** Problem details **
Output the data that follows, keeping every line identical.

────

//! The resolved machine record and its per-site derivations

use std::collections::BTreeMap;
use std::sync::LazyLock;

use regex::Regex;
use serde::Serialize;
use serde::ser::SerializeMap;
use serde_yaml::{Mapping, Value};

use crate::error::{Error, Result};
use crate::inventory::HostValue;

// Template placeholders in path/hostname values, e.g. `{{ site }}` in
// `/srv/www/{{ site }}/current`. Bodies are greedy.
static SITE_TEMPLATE: LazyLock<Regex> =
    LazyLock::new(|| Regex::new(r"\{\{ site.*\}\}").expect("valid template regex"));
static PROJECT_TEMPLATE: LazyLock<Regex> =
    LazyLock::new(|| Regex::new(r"\{\{ project.*\}\}").expect("valid template regex"));

/// Substitute the site key into a `{{ site }}` template
pub fn substitute_site(template: &str, site: &str) -> String {
    SITE_TEMPLATE.replace_all(template, site).into_owned()
}

/// Substitute the project name into a `{{ project }}` template
pub fn substitute_project(template: &str, project: &str) -> String {
    PROJECT_TEMPLATE.replace_all(template, project).into_owned()
}

/// Resolved filesystem paths for one site
#[derive(Debug, Clone, PartialEq, Eq, Serialize)]
pub struct SitePaths {
    /// Host-side working tree, `{{ site }}` substituted
    pub local: String,
    /// Deploy-side current-release path
    pub current: String,
}

/// Site key -> resolved paths, in site declaration order
///
/// Sites appear in the output in the order their project document declares
/// them, so the map is an ordered vector rather than a sorted tree.
#[derive(Debug, Clone, Default, PartialEq)]
pub struct SitePathMap {
    entries: Vec<(String, SitePaths)>,
}

impl SitePathMap {
    pub fn get(&self, site: &str) -> Option<&SitePaths> {
        self.entries
            .iter()
            .find(|(s, _)| s == site)
            .map(|(_, paths)| paths)
    }

    pub fn contains_key(&self, site: &str) -> bool {
        self.get(site).is_some()
    }

    /// Insert, replacing an existing site's paths in place
    pub fn insert(&mut self, site: String, paths: SitePaths) {
        if let Some(entry) = self.entries.iter_mut().find(|(s, _)| *s == site) {
            entry.1 = paths;
        } else {
            self.entries.push((site, paths));
        }
    }

    pub fn iter(&self) -> impl Iterator<Item = (&str, &SitePaths)> {
        self.entries.iter().map(|(s, paths)| (s.as_str(), paths))
    }

    pub fn len(&self) -> usize {
        self.entries.len()
    }

    pub fn is_empty(&self) -> bool {
        self.entries.is_empty()
    }
}

impl std::ops::Index<&str> for SitePathMap {
    type Output = SitePaths;

    fn index(&self, site: &str) -> &SitePaths {
        self.get(site)
            .unwrap_or_else(|| panic!("no paths for site `{site}`"))
    }
}

impl Serialize for SitePathMap {
    fn serialize<S: serde::Serializer>(&self, serializer: S) -> std::result::Result<S::Ok, S::Error> {
        let mut map = serializer.serialize_map(Some(self.entries.len()))?;
        for (site, paths) in &self.entries {
            map.serialize_entry(site, paths)?;
        }
        map.end()
    }
}

/// Final resolved configuration unit handed to the provisioning step
#[derive(Debug, Clone, Serialize)]
pub struct Machine {
    /// Network address of the machine
    pub ip: String,
    /// Provisioner overlay settings active for this machine
    pub vconfig: Mapping,
    /// Site key -> resolved paths, across every target project
    pub site_paths: SitePathMap,
    /// Canonical and redirect hostnames, deduplicated first-seen
    pub site_hosts: Vec<String>,
    /// Whether the (last) target project requests subdomain multisite
    pub multisite_subdomains: bool,
    /// Selected by default when an `up` invocation names no machines
    pub vagrant_autostart: bool,
    /// Remaining machine-level overlay fields (`base_project`,
    /// `vagrant_primary`, ...)
    #[serde(flatten)]
    pub extra: BTreeMap<String, Value>,
}

impl Machine {
    /// Build the base machine record from a classified host value
    ///
    /// The record starts with an empty `vconfig`; [`Machine::apply_vconfig`]
    /// installs the overlay once per-project local overrides are known.
    pub fn from_host_value(group: &str, host: &Value) -> Result<Self> {
        let mut ip = String::new();
        let mut extra = BTreeMap::new();

        match HostValue::classify(host).ok_or_else(|| Error::HostValue {
            group: group.to_string(),
        })? {
            HostValue::Literal(address) => ip = address,
            HostValue::List(addresses) => {
                ip = addresses
                    .first()
                    .cloned()
                    .ok_or_else(|| Error::HostValue {
                        group: group.to_string(),
                    })?;
            }
            HostValue::OverlayList(overlays) => {
                let first = overlays.first().ok_or_else(|| Error::HostValue {
                    group: group.to_string(),
                })?;
                for (key, value) in first {
                    let key = key.as_str().ok_or_else(|| Error::HostValue {
                        group: group.to_string(),
                    })?;
                    if key == "ansible_host" {
                        ip = value
                            .as_str()
                            .ok_or_else(|| Error::HostValue {
                                group: group.to_string(),
                            })?
                            .to_string();
                    } else {
                        extra.insert(key.to_string(), value.clone());
                    }
                }
            }
        }

        let host_autostart = extra
            .remove("vagrant_autostart")
            .and_then(|v| v.as_bool())
            .unwrap_or(false);

        Ok(Self {
            ip,
            vconfig: Mapping::new(),
            site_paths: SitePathMap::default(),
            site_hosts: Vec::new(),
            multisite_subdomains: false,
            vagrant_autostart: host_autostart,
            extra,
        })
    }

    /// Install the provisioner overlay for this machine
    ///
    /// The autostart flag falls back to `vconfig.vagrant_autostart` unless
    /// the host entry already set it to true; a host-level `false` is not
    /// sticky.
    pub fn apply_vconfig(&mut self, vconfig: Mapping) {
        if !self.vagrant_autostart {
            self.vagrant_autostart = vconfig
                .get("vagrant_autostart")
                .and_then(Value::as_bool)
                .unwrap_or(false);
        }
        self.vconfig = vconfig;
    }

    /// The project whose general configs this machine boots from, if set
    pub fn base_project(&self) -> Option<&str> {
        self.extra.get("base_project").and_then(Value::as_str)
    }

    /// Append hostnames, keeping first-seen order and dropping duplicates
    pub fn extend_site_hosts(&mut self, hosts: &[String]) {
        for host in hosts {
            if !self.site_hosts.contains(host) {
                self.site_hosts.push(host.clone());
            }
        }
    }
}

/// Derive a site's resolved paths from its merged variables
pub fn derive_site_paths(site: &str, vars: &Value) -> SitePaths {
    SitePaths {
        local: substitute_site(
            vars.get("local_path").and_then(Value::as_str).unwrap_or(""),
            site,
        ),
        current: vars
            .get("current_path")
            .and_then(Value::as_str)
            .unwrap_or("current")
            .to_string(),
    }
}

/// Derive a site's hostname list from its merged variables
///
/// Each `site_hosts` entry must be a mapping with a `canonical` host;
/// anything else fails the whole resolution, since a broken hostname list
/// corrupts the generated provisioning templates and must not be skipped
/// silently.
pub fn derive_site_hosts(project: &str, site: &str, vars: &Value) -> Result<Vec<String>> {
    let malformed = || Error::SiteHosts {
        project: project.to_string(),
        site: site.to_string(),
    };

    let entries = vars
        .get("site_hosts")
        .and_then(Value::as_sequence)
        .ok_or_else(malformed)?;

    let mut hosts = Vec::new();
    for entry in entries {
        let canonical = entry
            .as_mapping()
            .and_then(|_| entry.get("canonical"))
            .and_then(Value::as_str)
            .ok_or_else(malformed)?;
        hosts.push(substitute_site(canonical, site));

        if let Some(redirects) = entry.get("redirects").and_then(Value::as_sequence) {
            for redirect in redirects.iter().filter_map(Value::as_str) {
                hosts.push(substitute_site(redirect, site));
            }
        }
    }
    Ok(hosts)
}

────

** Response for this exercise **
//! The resolved machine record and its per-site derivations

use std::collections::BTreeMap;
use std::sync::LazyLock;

use regex::Regex;
use serde::Serialize;
use serde::ser::SerializeMap;
use serde_yaml::{Mapping, Value};

use crate::error::{Error, Result};
use crate::inventory::HostValue;

// Template placeholders in path/hostname values, e.g. `{{ site }}` in
// `/srv/www/{{ site }}/current`. Bodies are greedy.
static SITE_TEMPLATE: LazyLock<Regex> =
    LazyLock::new(|| Regex::new(r"\{\{ site.*\}\}").expect("valid template regex"));
static PROJECT_TEMPLATE: LazyLock<Regex> =
    LazyLock::new(|| Regex::new(r"\{\{ project.*\}\}").expect("valid template regex"));

/// Substitute the site key into a `{{ site }}` template
pub fn substitute_site(template: &str, site: &str) -> String {
    SITE_TEMPLATE.replace_all(template, site).into_owned()
}

/// Substitute the project name into a `{{ project }}` template
pub fn substitute_project(template: &str, project: &str) -> String {
    PROJECT_TEMPLATE.replace_all(template, project).into_owned()
}

/// Resolved filesystem paths for one site
#[derive(Debug, Clone, PartialEq, Eq, Serialize)]
pub struct SitePaths {
    /// Host-side working tree, `{{ site }}` substituted
    pub local: String,
    /// Deploy-side current-release path
    pub current: String,
}

/// Site key -> resolved paths, in site declaration order
///
/// Sites appear in the output in the order their project document declares
/// them, so the map is an ordered vector rather than a sorted tree.
#[derive(Debug, Clone, Default, PartialEq)]
pub struct SitePathMap {
    entries: Vec<(String, SitePaths)>,
}

impl SitePathMap {
    pub fn get(&self, site: &str) -> Option<&SitePaths> {
        self.entries
            .iter()
            .find(|(s, _)| s == site)
            .map(|(_, paths)| paths)
    }

    pub fn contains_key(&self, site: &str) -> bool {
        self.get(site).is_some()
    }

    /// Insert, replacing an existing site's paths in place
    pub fn insert(&mut self, site: String, paths: SitePaths) {
        if let Some(entry) = self.entries.iter_mut().find(|(s, _)| *s == site) {
            entry.1 = paths;
        } else {
            self.entries.push((site, paths));
        }
    }

    pub fn iter(&self) -> impl Iterator<Item = (&str, &SitePaths)> {
        self.entries.iter().map(|(s, paths)| (s.as_str(), paths))
    }

    pub fn len(&self) -> usize {
        self.entries.len()
    }

    pub fn is_empty(&self) -> bool {
        self.entries.is_empty()
    }
}

impl std::ops::Index<&str> for SitePathMap {
    type Output = SitePaths;

    fn index(&self, site: &str) -> &SitePaths {
        self.get(site)
            .unwrap_or_else(|| panic!("no paths for site `{site}`"))
    }
}

impl Serialize for SitePathMap {
    fn serialize<S: serde::Serializer>(&self, serializer: S) -> std::result::Result<S::Ok, S::Error> {
        let mut map = serializer.serialize_map(Some(self.entries.len()))?;
        for (site, paths) in &self.entries {
            map.serialize_entry(site, paths)?;
        }
        map.end()
    }
}

/// Final resolved configuration unit handed to the provisioning step
#[derive(Debug, Clone, Serialize)]
pub struct Machine {
    /// Network address of the machine
    pub ip: String,
    /// Provisioner overlay settings active for this machine
    pub vconfig: Mapping,
    /// Site key -> resolved paths, across every target project
    pub site_paths: SitePathMap,
    /// Canonical and redirect hostnames, deduplicated first-seen
    pub site_hosts: Vec<String>,
    /// Whether the (last) target project requests subdomain multisite
    pub multisite_subdomains: bool,
    /// Selected by default when an `up` invocation names no machines
    pub vagrant_autostart: bool,
    /// Remaining machine-level overlay fields (`base_project`,
    /// `vagrant_primary`, ...)
    #[serde(flatten)]
    pub extra: BTreeMap<String, Value>,
}

impl Machine {
    /// Build the base machine record from a classified host value
    ///
    /// The record starts with an empty `vconfig`; [`Machine::apply_vconfig`]
    /// installs the overlay once per-project local overrides are known.
    pub fn from_host_value(group: &str, host: &Value) -> Result<Self> {
        let mut ip = String::new();
        let mut extra = BTreeMap::new();

        match HostValue::classify(host).ok_or_else(|| Error::HostValue {
            group: group.to_string(),
        })? {
            HostValue::Literal(address) => ip = address,
            HostValue::List(addresses) => {
                ip = addresses
                    .first()
                    .cloned()
                    .ok_or_else(|| Error::HostValue {
                        group: group.to_string(),
                    })?;
            }
            HostValue::OverlayList(overlays) => {
                let first = overlays.first().ok_or_else(|| Error::HostValue {
                    group: group.to_string(),
                })?;
                for (key, value) in first {
                    let key = key.as_str().ok_or_else(|| Error::HostValue {
                        group: group.to_string(),
                    })?;
                    if key == "ansible_host" {
                        ip = value
                            .as_str()
                            .ok_or_else(|| Error::HostValue {
                                group: group.to_string(),
                            })?
                            .to_string();
                    } else {
                        extra.insert(key.to_string(), value.clone());
                    }
                }
            }
        }

        let host_autostart = extra
            .remove("vagrant_autostart")
            .and_then(|v| v.as_bool())
            .unwrap_or(false);

        Ok(Self {
            ip,
            vconfig: Mapping::new(),
            site_paths: SitePathMap::default(),
            site_hosts: Vec::new(),
            multisite_subdomains: false,
            vagrant_autostart: host_autostart,
            extra,
        })
    }

    /// Install the provisioner overlay for this machine
    ///
    /// The autostart flag falls back to `vconfig.vagrant_autostart` unless
    /// the host entry already set it to true; a host-level `false` is not
    /// sticky.
    pub fn apply_vconfig(&mut self, vconfig: Mapping) {
        if !self.vagrant_autostart {
            self.vagrant_autostart = vconfig
                .get("vagrant_autostart")
                .and_then(Value::as_bool)
                .unwrap_or(false);
        }
        self.vconfig = vconfig;
    }

    /// The project whose general configs this machine boots from, if set
    pub fn base_project(&self) -> Option<&str> {
        self.extra.get("base_project").and_then(Value::as_str)
    }

    /// Append hostnames, keeping first-seen order and dropping duplicates
    pub fn extend_site_hosts(&mut self, hosts: &[String]) {
        for host in hosts {
            if !self.site_hosts.contains(host) {
                self.site_hosts.push(host.clone());
            }
        }
    }
}

/// Derive a site's resolved paths from its merged variables
pub fn derive_site_paths(site: &str, vars: &Value) -> SitePaths {
    SitePaths {
        local: substitute_site(
            vars.get("local_path").and_then(Value::as_str).unwrap_or(""),
            site,
        ),
        current: vars
            .get("current_path")
            .and_then(Value::as_str)
            .unwrap_or("current")
            .to_string(),
    }
}

/// Derive a site's hostname list from its merged variables
///
/// Each `site_hosts` entry must be a mapping with a `canonical` host;
/// anything else fails the whole resolution, since a broken hostname list
/// corrupts the generated provisioning templates and must not be skipped
/// silently.
pub fn derive_site_hosts(project: &str, site: &str, vars: &Value) -> Result<Vec<String>> {
    let malformed = || Error::SiteHosts {
        project: project.to_string(),
        site: site.to_string(),
    };

    let entries = vars
        .get("site_hosts")
        .and_then(Value::as_sequence)
        .ok_or_else(malformed)?;

    let mut hosts = Vec::new();
    for entry in entries {
        let canonical = entry
            .as_mapping()
            .and_then(|_| entry.get("canonical"))
            .and_then(Value::as_str)
            .ok_or_else(malformed)?;
        hosts.push(substitute_site(canonical, site));

        if let Some(redirects) = entry.get("redirects").and_then(Value::as_sequence) {
            for redirect in redirects.iter().filter_map(Value::as_str) {
                hosts.push(substitute_site(redirect, site));
            }
        }
    }
    Ok(hosts)
}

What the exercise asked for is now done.